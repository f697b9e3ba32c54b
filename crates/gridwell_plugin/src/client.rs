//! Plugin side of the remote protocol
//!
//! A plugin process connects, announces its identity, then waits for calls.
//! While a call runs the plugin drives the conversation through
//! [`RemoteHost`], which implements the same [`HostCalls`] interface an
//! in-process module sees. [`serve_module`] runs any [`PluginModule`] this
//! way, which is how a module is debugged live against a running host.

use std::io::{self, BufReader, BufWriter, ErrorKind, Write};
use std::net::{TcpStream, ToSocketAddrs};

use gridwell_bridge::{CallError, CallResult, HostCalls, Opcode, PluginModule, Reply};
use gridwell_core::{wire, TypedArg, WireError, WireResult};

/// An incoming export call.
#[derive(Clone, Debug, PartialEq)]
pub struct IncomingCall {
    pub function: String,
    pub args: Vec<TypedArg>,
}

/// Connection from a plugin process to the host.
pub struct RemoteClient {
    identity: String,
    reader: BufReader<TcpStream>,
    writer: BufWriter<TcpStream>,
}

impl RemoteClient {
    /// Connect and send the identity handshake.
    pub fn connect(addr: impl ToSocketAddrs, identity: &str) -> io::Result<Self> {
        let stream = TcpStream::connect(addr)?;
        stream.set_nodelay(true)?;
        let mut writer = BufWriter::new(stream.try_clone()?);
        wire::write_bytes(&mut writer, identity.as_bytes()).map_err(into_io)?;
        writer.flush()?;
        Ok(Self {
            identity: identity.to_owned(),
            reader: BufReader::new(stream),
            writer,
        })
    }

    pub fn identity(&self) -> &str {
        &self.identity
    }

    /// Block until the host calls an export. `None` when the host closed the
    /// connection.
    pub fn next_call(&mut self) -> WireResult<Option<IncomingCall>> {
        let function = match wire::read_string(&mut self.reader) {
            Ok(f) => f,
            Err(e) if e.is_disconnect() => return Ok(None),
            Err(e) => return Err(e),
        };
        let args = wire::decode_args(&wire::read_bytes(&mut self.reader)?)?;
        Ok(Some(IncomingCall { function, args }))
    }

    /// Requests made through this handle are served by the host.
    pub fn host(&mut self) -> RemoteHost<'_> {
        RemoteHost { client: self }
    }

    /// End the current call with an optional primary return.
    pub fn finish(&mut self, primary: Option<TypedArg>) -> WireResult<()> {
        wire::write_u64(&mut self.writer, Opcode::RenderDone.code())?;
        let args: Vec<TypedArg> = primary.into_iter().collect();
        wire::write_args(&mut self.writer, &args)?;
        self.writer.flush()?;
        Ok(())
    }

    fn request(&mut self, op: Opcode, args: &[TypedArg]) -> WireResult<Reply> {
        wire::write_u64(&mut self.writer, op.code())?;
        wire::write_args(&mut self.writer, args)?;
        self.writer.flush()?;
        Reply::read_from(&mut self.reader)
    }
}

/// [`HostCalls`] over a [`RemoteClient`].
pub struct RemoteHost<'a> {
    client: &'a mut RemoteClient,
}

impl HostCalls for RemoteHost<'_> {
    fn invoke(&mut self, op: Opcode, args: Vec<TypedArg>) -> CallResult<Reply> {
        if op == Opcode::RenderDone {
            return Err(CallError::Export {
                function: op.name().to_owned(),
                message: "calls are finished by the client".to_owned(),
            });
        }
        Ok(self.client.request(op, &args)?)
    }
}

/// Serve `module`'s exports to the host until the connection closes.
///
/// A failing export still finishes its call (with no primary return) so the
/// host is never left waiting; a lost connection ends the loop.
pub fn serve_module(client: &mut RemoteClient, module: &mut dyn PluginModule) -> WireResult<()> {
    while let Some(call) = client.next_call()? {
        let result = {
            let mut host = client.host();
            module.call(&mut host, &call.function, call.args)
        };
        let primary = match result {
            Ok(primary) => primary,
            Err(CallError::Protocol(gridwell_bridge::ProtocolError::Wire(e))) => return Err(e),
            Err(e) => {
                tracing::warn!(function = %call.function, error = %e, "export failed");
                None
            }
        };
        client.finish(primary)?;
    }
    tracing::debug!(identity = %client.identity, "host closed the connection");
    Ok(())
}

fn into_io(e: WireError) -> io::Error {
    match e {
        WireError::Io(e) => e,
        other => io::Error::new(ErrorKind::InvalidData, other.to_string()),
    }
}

▶ _Work item_
Search the listing above for the string "which" and copy each line that has it.

▶ _Result_
//! [`RemoteHost`], which implements the same [`HostCalls`] interface an
//! way, which is how a module is debugged live against a running host.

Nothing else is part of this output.